The problem:
Pick out each line of the records that includes the string "ParserMalformed", and copy it.

Supplied data:
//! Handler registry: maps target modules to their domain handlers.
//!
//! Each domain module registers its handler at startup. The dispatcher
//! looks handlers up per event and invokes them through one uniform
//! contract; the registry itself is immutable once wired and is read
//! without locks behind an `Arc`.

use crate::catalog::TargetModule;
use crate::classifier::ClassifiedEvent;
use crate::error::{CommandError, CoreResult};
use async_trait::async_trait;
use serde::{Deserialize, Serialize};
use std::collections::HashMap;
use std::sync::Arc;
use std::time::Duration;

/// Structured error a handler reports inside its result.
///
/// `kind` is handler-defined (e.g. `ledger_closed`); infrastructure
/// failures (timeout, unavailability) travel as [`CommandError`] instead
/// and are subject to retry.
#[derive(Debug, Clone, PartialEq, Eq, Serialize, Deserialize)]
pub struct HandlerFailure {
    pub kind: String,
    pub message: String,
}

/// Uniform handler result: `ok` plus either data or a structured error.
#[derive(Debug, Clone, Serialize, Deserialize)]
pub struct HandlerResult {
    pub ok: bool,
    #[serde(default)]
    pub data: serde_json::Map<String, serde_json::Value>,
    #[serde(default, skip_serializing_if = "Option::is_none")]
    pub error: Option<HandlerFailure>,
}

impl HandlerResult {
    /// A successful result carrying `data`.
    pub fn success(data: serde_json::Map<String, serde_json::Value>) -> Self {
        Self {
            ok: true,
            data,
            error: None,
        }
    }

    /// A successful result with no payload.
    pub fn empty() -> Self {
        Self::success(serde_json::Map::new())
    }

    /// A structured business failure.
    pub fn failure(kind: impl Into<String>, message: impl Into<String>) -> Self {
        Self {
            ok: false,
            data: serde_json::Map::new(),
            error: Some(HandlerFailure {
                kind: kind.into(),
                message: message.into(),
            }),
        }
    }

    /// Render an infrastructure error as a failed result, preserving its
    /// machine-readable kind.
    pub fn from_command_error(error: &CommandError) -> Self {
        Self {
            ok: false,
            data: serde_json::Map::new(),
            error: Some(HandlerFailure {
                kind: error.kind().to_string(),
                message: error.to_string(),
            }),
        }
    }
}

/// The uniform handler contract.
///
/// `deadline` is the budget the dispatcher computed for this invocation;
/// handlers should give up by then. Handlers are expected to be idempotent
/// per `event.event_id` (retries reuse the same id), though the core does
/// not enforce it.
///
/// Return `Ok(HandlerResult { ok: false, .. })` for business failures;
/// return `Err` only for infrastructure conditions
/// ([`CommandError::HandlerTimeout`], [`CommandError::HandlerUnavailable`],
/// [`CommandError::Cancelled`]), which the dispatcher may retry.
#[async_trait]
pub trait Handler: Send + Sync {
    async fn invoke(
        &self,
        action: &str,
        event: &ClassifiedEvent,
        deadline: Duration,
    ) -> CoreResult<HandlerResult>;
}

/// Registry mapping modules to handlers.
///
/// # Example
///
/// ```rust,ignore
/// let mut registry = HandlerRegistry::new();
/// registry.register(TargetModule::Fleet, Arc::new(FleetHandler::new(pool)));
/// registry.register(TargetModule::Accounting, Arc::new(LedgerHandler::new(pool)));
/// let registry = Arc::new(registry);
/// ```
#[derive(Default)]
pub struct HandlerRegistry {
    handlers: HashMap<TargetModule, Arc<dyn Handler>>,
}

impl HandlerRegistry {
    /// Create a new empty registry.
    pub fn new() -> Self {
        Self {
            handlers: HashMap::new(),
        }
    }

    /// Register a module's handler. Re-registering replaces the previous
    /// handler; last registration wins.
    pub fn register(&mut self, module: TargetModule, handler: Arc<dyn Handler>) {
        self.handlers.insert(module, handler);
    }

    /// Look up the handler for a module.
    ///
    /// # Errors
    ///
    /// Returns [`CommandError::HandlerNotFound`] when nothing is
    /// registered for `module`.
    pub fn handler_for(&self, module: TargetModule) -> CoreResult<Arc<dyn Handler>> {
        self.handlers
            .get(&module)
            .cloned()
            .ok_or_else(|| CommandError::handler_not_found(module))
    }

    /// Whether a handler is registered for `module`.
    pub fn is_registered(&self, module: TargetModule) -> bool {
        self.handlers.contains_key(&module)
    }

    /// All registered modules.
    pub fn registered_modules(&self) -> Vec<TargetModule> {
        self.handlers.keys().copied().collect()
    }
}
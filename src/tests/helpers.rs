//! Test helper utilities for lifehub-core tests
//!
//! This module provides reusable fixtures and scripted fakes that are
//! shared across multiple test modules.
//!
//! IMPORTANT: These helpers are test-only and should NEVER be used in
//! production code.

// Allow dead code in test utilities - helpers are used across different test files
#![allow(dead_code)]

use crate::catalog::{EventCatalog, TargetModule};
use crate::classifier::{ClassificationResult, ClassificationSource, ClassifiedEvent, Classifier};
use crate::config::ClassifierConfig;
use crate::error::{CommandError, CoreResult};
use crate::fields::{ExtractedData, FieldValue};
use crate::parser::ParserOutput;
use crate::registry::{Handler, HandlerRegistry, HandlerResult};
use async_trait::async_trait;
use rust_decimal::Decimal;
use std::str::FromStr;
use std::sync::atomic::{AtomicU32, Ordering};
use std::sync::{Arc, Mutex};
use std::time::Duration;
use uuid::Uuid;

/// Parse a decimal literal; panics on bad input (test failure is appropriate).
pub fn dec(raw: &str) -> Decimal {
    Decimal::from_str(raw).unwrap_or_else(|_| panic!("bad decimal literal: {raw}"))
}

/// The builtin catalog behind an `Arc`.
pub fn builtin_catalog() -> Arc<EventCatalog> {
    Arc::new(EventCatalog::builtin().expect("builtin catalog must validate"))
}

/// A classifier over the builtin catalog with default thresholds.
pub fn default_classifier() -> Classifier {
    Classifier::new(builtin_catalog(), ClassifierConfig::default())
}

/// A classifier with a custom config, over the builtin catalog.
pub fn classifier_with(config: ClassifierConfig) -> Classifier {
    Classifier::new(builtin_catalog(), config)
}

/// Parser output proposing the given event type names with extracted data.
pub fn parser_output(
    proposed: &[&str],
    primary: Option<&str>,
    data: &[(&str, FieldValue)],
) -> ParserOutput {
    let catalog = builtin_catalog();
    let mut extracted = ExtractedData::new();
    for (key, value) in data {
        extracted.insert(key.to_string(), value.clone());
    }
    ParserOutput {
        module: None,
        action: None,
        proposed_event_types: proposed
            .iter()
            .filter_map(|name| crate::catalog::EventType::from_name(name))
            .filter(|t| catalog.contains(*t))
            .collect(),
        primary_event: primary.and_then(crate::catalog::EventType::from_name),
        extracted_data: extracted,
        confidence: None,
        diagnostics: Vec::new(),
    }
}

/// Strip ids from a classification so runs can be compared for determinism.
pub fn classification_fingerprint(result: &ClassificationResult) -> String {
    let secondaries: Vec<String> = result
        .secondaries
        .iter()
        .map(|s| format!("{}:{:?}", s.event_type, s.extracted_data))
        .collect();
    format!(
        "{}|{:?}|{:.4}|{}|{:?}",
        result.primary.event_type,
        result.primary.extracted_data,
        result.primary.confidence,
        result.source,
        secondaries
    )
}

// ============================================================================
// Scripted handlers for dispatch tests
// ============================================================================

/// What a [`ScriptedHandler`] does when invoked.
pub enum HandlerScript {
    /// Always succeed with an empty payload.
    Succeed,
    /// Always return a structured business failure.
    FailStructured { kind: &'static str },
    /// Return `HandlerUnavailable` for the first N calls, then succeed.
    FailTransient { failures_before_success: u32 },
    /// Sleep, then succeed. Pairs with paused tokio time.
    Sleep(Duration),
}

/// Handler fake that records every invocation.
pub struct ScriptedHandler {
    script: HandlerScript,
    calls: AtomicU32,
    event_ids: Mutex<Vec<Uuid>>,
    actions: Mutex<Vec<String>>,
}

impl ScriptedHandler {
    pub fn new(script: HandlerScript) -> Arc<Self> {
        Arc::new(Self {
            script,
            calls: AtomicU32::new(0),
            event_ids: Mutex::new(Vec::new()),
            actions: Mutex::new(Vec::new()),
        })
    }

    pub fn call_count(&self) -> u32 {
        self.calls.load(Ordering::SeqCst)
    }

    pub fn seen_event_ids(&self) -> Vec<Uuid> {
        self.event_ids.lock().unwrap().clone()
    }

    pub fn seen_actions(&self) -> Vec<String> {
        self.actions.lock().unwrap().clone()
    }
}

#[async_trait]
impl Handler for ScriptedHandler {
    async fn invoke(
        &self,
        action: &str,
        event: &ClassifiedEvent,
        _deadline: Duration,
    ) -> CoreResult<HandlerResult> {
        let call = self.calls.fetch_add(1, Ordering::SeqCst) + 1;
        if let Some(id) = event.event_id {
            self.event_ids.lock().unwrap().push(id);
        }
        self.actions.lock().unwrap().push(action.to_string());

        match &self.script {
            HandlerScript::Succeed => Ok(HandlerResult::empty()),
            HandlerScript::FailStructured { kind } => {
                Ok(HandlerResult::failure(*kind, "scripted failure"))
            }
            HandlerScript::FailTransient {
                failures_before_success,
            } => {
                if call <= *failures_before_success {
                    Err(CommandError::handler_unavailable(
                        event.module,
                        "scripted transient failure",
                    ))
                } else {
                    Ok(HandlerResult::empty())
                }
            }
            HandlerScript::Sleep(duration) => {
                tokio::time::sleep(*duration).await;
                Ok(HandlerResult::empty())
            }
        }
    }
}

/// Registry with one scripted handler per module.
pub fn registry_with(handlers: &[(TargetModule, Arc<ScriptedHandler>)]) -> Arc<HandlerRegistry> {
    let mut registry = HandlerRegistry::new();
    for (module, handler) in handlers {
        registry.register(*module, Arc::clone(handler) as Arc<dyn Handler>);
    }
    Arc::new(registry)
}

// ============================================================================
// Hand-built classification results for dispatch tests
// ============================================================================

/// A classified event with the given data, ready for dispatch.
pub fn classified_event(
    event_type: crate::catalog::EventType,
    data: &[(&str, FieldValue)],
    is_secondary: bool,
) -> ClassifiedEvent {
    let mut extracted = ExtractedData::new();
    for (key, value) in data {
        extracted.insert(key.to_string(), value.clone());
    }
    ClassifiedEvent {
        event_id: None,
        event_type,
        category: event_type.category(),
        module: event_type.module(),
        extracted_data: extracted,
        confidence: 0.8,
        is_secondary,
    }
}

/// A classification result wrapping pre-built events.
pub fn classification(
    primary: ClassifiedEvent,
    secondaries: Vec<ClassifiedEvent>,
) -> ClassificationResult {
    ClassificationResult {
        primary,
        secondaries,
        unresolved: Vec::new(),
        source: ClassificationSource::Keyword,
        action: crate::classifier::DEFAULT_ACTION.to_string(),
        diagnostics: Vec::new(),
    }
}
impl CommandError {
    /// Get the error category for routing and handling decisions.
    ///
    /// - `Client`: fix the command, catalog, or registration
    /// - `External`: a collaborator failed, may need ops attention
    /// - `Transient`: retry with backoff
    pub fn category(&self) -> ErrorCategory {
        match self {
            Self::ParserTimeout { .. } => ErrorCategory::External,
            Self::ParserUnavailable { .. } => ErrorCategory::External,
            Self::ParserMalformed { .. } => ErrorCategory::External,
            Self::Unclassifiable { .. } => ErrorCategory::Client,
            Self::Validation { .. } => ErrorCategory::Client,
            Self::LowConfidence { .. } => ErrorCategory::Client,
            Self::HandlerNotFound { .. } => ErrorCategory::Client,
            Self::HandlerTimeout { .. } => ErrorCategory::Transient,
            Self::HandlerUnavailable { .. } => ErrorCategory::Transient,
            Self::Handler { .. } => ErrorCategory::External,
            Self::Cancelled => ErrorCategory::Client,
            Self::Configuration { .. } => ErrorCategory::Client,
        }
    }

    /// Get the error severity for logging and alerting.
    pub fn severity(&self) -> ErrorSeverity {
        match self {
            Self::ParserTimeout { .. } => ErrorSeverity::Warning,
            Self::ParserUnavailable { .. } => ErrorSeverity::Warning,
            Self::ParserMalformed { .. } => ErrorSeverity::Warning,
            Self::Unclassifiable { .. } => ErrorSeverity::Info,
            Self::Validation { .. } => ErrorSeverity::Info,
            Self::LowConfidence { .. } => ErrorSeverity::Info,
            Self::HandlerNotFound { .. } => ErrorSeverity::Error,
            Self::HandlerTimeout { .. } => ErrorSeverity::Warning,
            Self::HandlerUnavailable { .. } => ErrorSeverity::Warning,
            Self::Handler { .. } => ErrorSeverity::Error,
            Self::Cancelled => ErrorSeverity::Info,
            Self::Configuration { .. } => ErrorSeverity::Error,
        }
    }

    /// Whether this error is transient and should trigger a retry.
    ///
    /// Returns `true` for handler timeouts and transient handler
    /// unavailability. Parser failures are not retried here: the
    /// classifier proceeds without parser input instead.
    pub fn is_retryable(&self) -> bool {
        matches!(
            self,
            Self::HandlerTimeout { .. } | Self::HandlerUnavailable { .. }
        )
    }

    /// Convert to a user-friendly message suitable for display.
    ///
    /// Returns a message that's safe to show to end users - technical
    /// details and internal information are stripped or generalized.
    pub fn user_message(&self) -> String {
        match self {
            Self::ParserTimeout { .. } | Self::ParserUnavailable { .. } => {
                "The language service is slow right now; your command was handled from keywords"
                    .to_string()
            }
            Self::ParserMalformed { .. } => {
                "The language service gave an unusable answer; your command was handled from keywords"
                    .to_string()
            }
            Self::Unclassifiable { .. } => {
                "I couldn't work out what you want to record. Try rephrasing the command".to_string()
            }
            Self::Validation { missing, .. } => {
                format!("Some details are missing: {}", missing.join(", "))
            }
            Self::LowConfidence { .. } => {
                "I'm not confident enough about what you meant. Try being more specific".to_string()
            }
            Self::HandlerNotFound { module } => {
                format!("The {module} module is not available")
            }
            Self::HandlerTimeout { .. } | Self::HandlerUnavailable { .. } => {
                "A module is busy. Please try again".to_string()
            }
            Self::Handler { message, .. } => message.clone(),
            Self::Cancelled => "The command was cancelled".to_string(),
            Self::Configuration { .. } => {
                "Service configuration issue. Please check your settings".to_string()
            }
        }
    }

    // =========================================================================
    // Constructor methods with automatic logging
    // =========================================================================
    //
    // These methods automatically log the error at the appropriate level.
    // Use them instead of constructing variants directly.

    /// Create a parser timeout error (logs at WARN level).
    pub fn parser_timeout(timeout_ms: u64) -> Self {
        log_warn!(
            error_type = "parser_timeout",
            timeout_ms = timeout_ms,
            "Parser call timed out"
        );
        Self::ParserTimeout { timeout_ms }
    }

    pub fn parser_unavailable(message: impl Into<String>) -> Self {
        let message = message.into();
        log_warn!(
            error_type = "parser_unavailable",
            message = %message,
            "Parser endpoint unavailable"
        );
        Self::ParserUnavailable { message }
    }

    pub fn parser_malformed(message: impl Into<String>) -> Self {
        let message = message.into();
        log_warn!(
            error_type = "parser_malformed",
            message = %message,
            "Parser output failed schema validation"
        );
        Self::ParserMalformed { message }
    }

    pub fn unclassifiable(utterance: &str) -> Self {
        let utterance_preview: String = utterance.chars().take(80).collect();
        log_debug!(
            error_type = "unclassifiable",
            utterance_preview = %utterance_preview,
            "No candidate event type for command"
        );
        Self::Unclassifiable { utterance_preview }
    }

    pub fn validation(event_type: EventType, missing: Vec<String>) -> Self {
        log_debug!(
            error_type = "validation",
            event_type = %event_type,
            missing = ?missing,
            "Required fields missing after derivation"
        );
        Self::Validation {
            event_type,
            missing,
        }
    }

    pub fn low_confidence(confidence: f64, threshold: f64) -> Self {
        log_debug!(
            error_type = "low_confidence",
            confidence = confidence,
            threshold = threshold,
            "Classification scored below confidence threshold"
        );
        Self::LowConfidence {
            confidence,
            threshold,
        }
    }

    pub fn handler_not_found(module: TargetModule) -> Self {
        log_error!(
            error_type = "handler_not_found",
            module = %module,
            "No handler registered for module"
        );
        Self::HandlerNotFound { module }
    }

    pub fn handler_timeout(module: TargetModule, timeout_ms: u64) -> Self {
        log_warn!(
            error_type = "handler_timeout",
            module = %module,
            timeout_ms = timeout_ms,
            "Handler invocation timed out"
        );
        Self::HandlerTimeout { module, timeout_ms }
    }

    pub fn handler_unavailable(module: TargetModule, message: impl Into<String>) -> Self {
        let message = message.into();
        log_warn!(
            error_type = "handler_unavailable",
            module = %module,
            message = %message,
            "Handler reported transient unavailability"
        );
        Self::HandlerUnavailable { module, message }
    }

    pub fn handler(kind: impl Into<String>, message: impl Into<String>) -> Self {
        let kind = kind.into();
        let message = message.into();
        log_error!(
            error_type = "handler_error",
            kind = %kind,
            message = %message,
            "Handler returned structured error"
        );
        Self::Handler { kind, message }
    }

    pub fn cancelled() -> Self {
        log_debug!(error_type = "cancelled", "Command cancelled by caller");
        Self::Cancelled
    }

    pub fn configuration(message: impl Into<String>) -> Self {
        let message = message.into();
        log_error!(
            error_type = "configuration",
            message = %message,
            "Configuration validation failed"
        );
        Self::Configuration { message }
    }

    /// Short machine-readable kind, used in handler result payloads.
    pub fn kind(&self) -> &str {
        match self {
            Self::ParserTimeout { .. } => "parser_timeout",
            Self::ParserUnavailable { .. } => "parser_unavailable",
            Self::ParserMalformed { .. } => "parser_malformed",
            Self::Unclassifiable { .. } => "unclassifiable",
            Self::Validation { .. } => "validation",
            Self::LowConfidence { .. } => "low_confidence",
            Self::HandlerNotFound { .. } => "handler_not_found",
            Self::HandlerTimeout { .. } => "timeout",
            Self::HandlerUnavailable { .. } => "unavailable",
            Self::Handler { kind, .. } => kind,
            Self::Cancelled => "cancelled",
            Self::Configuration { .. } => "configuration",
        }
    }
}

Solution to the exercise:
            Self::ParserMalformed { .. } => ErrorCategory::External,
            Self::ParserMalformed { .. } => ErrorSeverity::Warning,
            Self::ParserMalformed { .. } => {
        Self::ParserMalformed { message }
            Self::ParserMalformed { .. } => "parser_malformed",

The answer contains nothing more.